▸ **EXERCISE PROMPT**: Return only the lines running from the top of the entries to the line with "pub trait ProgressReporter: Send", inclusive, exactly as written.

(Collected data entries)
.....

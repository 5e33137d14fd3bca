use storage::Table;
use tracing::{debug, info};

use crate::pipeline::Stage;

/// Structured progress emitted by the import stages. Stages never format
/// progress text themselves; whoever drives them decides how to show it.
#[derive(Debug, Clone, PartialEq)]
pub enum ProgressEvent {
    StageStarted {
        stage: Stage,
    },
    Fetched {
        stage: Stage,
        records: usize,
    },
    ChunkCompleted {
        table: Table,
        completed: usize,
        total: usize,
        inserted: u64,
    },
    AthleteReconciled {
        completed: usize,
        total: usize,
        results: usize,
    },
    PrefixCompleted {
        prefix: char,
        athletes: usize,
        inserted: u64,
    },
    StageCompleted {
        stage: Stage,
        inserted: u64,
    },
}

pub trait ProgressReporter: Send + Sync {
    fn report(&self, event: ProgressEvent);
}

impl<F> ProgressReporter for F
where
    F: Fn(ProgressEvent) + Send + Sync,
{
    fn report(&self, event: ProgressEvent) {
        self(event)
    }
}

/// Logs stage-level events at `info` and per-chunk/per-athlete events at
/// `debug`.
#[derive(Debug, Default, Clone, Copy)]
pub struct TracingReporter;

impl ProgressReporter for TracingReporter {
    fn report(&self, event: ProgressEvent) {
        match event {
            ProgressEvent::StageStarted { stage } => info!("Importing {}", stage),
            ProgressEvent::Fetched { stage, records } => {
                info!("Fetched {} {}", records, stage)
            }
            ProgressEvent::ChunkCompleted {
                table,
                completed,
                total,
                inserted,
            } => debug!(
                "Inserted {}/{} chunks into {} ({} new rows)",
                completed, total, table, inserted
            ),
            ProgressEvent::AthleteReconciled {
                completed,
                total,
                results,
            } => debug!(
                "Reconciled {}/{} athletes ({} results)",
                completed, total, results
            ),
            ProgressEvent::PrefixCompleted {
                prefix,
                athletes,
                inserted,
            } => info!(
                "Prefix '{}': {} athletes found, {} new rows",
                prefix, athletes, inserted
            ),
            ProgressEvent::StageCompleted { stage, inserted } => {
                info!("✓ {}: {} new rows", stage, inserted)
            }
        }
    }
}
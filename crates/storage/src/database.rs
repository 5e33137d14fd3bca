use async_trait::async_trait;
use sqlx::postgres::PgPoolOptions;
use sqlx::query_builder::Separated;
use sqlx::{PgPool, Postgres, QueryBuilder};
use tracing::debug;

use crate::error::{Result, StorageError};
use crate::models::AthleteRef;
use crate::record::Row;
use crate::schema::Table;
use crate::store::RecordStore;
use crate::value::SqlValue;

/// PostgreSQL accepts at most this many bind parameters per statement.
pub const MAX_BIND_PARAMS: usize = u16::MAX as usize;

/// PostgreSQL-backed store. Cheap to clone; clones share the pool.
#[derive(Debug, Clone)]
pub struct Database {
    pool: PgPool,
}

/// Connections opened when the caller has no concurrency of its own.
pub const DEFAULT_MAX_CONNECTIONS: u32 = 5;

/// Pool size that lets `concurrency` writers each hold a connection, so no
/// writer waits on the pool's acquire timeout.
pub fn pool_size(concurrency: usize) -> u32 {
    u32::try_from(concurrency)
        .unwrap_or(u32::MAX)
        .max(DEFAULT_MAX_CONNECTIONS)
}

impl Database {
    pub async fn new(database_url: &str) -> Result<Self> {
        Self::connect(database_url, DEFAULT_MAX_CONNECTIONS).await
    }

    pub async fn connect(database_url: &str, max_connections: u32) -> Result<Self> {
        let pool = PgPoolOptions::new()
            .max_connections(max_connections)
            .connect(database_url)
            .await?;

        Ok(Self { pool })
    }

    pub fn from_pool(pool: PgPool) -> Self {
        Self { pool }
    }

    pub fn pool(&self) -> &PgPool {
        &self.pool
    }

    pub async fn run_migrations(&self) -> Result<()> {
        sqlx::migrate!("./migrations").run(&self.pool).await?;
        Ok(())
    }
}

/// Largest number of rows one insert into `table` can carry.
pub fn max_rows_per_statement(table: Table) -> usize {
    MAX_BIND_PARAMS / table.columns().len()
}

fn push_value(builder: &mut Separated<'_, '_, Postgres, &'static str>, value: &SqlValue) {
    match value {
        SqlValue::BigInt(v) => builder.push_bind(*v),
        SqlValue::Int(v) => builder.push_bind(*v),
        SqlValue::Numeric(v) => builder.push_bind(*v),
        SqlValue::Bool(v) => builder.push_bind(*v),
        SqlValue::Text(v) => builder.push_bind(v.clone()),
        SqlValue::Date(v) => builder.push_bind(*v),
        SqlValue::Opaque(v) => builder.push_bind(v.to_text()),
    };
}

/// Rows in ascending id order. Concurrent statements then take their row
/// locks in the same order and cannot deadlock on shared ids.
fn lock_order(rows: &[Row]) -> Vec<&Row> {
    let mut ordered: Vec<&Row> = rows.iter().collect();
    ordered.sort_by_key(|row| row.id());
    ordered
}

fn build_insert_ignore(table: Table, rows: &[Row]) -> QueryBuilder<'static, Postgres> {
    let columns = table.columns();

    let mut query = QueryBuilder::new(format!("INSERT INTO {} (", table.name()));
    {
        let mut separated = query.separated(", ");
        for column in columns {
            separated.push(format!("\"{}\"", column));
        }
    }
    query.push(") ");

    query.push_values(lock_order(rows), |mut tuple, row| {
        for column in columns {
            match row.get(column) {
                Some(value) => push_value(&mut tuple, value),
                None => {
                    tuple.push("DEFAULT");
                }
            }
        }
    });
    query.push(" ON CONFLICT (id) DO NOTHING");

    query
}

#[async_trait]
impl RecordStore for Database {
    async fn insert_ignore(&self, table: Table, rows: &[Row]) -> Result<u64> {
        if rows.is_empty() {
            return Ok(0);
        }

        let mut query = build_insert_ignore(table, rows);
        let result = query
            .build()
            .execute(&self.pool)
            .await
            .map_err(StorageError::classify)?;

        debug!(
            "{}: {} of {} rows inserted",
            table,
            result.rows_affected(),
            rows.len()
        );

        Ok(result.rows_affected())
    }

    async fn list_athletes(&self, limit: i64) -> Result<Vec<AthleteRef>> {
        let athletes = sqlx::query_as::<_, AthleteRef>(
            r#"
            SELECT id, firstname, lastname, live_id
            FROM athletes
            WHERE live_id IS NOT NULL AND live_id <> ''
            ORDER BY id
            LIMIT $1
            "#,
        )
        .bind(limit)
        .fetch_all(&self.pool)
        .await?;

        Ok(athletes)
    }

    async fn count(&self, table: Table) -> Result<i64> {
        let count = sqlx::query_scalar::<_, i64>(&format!("SELECT COUNT(*) FROM {}", table.name()))
            .fetch_one(&self.pool)
            .await?;

        Ok(count)
    }

    async fn close(&self) {
        self.pool.close().await;
    }
}

#[cfg(test)]
mod tests {
    use super::*;

    #[test]
    fn test_insert_uses_default_for_unset_columns() {
        let rows = vec![
            Row::new(1).with("name", Some("Club A")),
            Row::new(2).with("name", Some("Club B")).with("alias", Some("CB")),
        ];
        let query = build_insert_ignore(Table::Organizations, &rows);
        let sql = query.sql();

        assert!(sql.starts_with("INSERT INTO organizations (\"id\", \"fed_number\""));
        assert!(sql.ends_with("ON CONFLICT (id) DO NOTHING"));
        assert!(sql.contains("DEFAULT"));
        assert!(!sql.contains("NULL"));
        // id + name on the first row, id + name + alias on the second
        assert!(sql.contains("$5"));
        assert!(!sql.contains("$6"));
    }

    #[test]
    fn test_rows_are_bound_in_ascending_id_order() {
        let rows = vec![
            Row::new(30),
            Row::new(10),
            Row::new(20).with("name", Some("Club B")),
        ];

        let ids: Vec<i64> = lock_order(&rows).iter().map(|row| row.id()).collect();
        assert_eq!(ids, vec![10, 20, 30]);

        // only id 20 carries a name, so its tuple is the second one
        let query = build_insert_ignore(Table::Organizations, &rows);
        let sql = query.sql();
        let second_tuple = sql.find("($2").unwrap();
        let name_bind = sql.find("$3").unwrap();
        assert!(sql.contains("($1, DEFAULT"));
        assert!(second_tuple < name_bind);
        assert!(sql.contains("($4, DEFAULT"));
    }

    #[test]
    fn test_pool_fits_concurrency() {
        assert_eq!(pool_size(16), 16);
        assert_eq!(pool_size(1), DEFAULT_MAX_CONNECTIONS);
        assert_eq!(pool_size(usize::MAX), u32::MAX);
    }

    #[test]
    fn test_max_rows_fits_widest_table() {
        for table in Table::ALL {
            let rows = max_rows_per_statement(table);
            assert!(rows * table.columns().len() <= MAX_BIND_PARAMS);
            assert!(rows >= 1000, "{} cannot hold a default chunk", table);
        }
    }
}
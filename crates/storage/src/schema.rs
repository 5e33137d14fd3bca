use std::fmt;

/// Destination tables. Column lists mirror the initial migration; `id` is
/// always the first column and the conflict target.
#[derive(Debug, Clone, Copy, PartialEq, Eq, Hash, PartialOrd, Ord)]
pub enum Table {
    Organizations,
    Athletes,
    Categories,
    Events,
    EventTypes,
    Results,
}

impl Table {
    pub const ALL: [Table; 6] = [
        Table::Organizations,
        Table::Athletes,
        Table::Categories,
        Table::Events,
        Table::EventTypes,
        Table::Results,
    ];

    pub fn name(&self) -> &'static str {
        match self {
            Self::Organizations => "organizations",
            Self::Athletes => "athletes",
            Self::Categories => "categories",
            Self::Events => "events",
            Self::EventTypes => "event_types",
            Self::Results => "results",
        }
    }

    pub fn columns(&self) -> &'static [&'static str] {
        match self {
            Self::Organizations => &[
                "id",
                "fed_number",
                "type",
                "name",
                "abbr",
                "alias",
                "location",
                "federation",
                "contact_person",
                "contact_email",
                "contact_phone1",
                "contact_phone2",
            ],
            Self::Athletes => &[
                "id",
                "lastname",
                "firstname",
                "birthdate",
                "live_id",
                "dossard",
                "gender",
                "nationality",
                "organization_id",
            ],
            Self::Categories => &[
                "id",
                "federation",
                "name",
                "abbr",
                "age_min",
                "age_max",
                "change_min",
                "change_max",
                "gender",
                "national_code",
                "sort_order",
                "category_id",
                "fedinside_label",
            ],
            Self::Events => &[
                "id",
                "event_number",
                "name",
                "date_start",
                "date_end",
                "start_time",
                "championship",
                "season",
                "facility",
                "responsible",
                "responsible2",
                "type",
                "chrono",
                "organization_id",
            ],
            Self::EventTypes => &[
                "id",
                "venue",
                "distance",
                "wind_mode",
                "wind_time",
                "precision",
                "handtime_diff",
                "nb_athletes",
                "implement",
                "hurdles_nb",
                "hurdles_first",
                "hurdles_interval",
                "hurdles_last",
                "abbr",
                "name_fr",
                "name_nl",
                "name_de",
                "name_en",
                "low2high",
                "national_code",
                "sort_order",
                "type_id",
                "result_type",
                "discipline_group",
            ],
            Self::Results => &[
                "id",
                "event_number",
                "name",
                "abbr",
                "type",
                "date",
                "validation",
                "xml_id",
                "round",
                "heat",
                "result",
                "event_category",
                "athlete_category",
                "event_id",
                "event_type_id",
                "category_id",
            ],
        }
    }

    pub fn has_column(&self, column: &str) -> bool {
        self.columns().contains(&column)
    }
}

impl fmt::Display for Table {
    fn fmt(&self, f: &mut fmt::Formatter<'_>) -> fmt::Result {
        write!(f, "{}", self.name())
    }
}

.....

▸ **RESPONSE FOR THIS EXERCISE**:
repository 5e33137d14fd3bca
use storage::Table;
use tracing::{debug, info};

use crate::pipeline::Stage;

/// Structured progress emitted by the import stages. Stages never format
/// progress text themselves; whoever drives them decides how to show it.
#[derive(Debug, Clone, PartialEq)]
pub enum ProgressEvent {
    StageStarted {
        stage: Stage,
    },
    Fetched {
        stage: Stage,
        records: usize,
    },
    ChunkCompleted {
        table: Table,
        completed: usize,
        total: usize,
        inserted: u64,
    },
    AthleteReconciled {
        completed: usize,
        total: usize,
        results: usize,
    },
    PrefixCompleted {
        prefix: char,
        athletes: usize,
        inserted: u64,
    },
    StageCompleted {
        stage: Stage,
        inserted: u64,
    },
}

pub trait ProgressReporter: Send + Sync {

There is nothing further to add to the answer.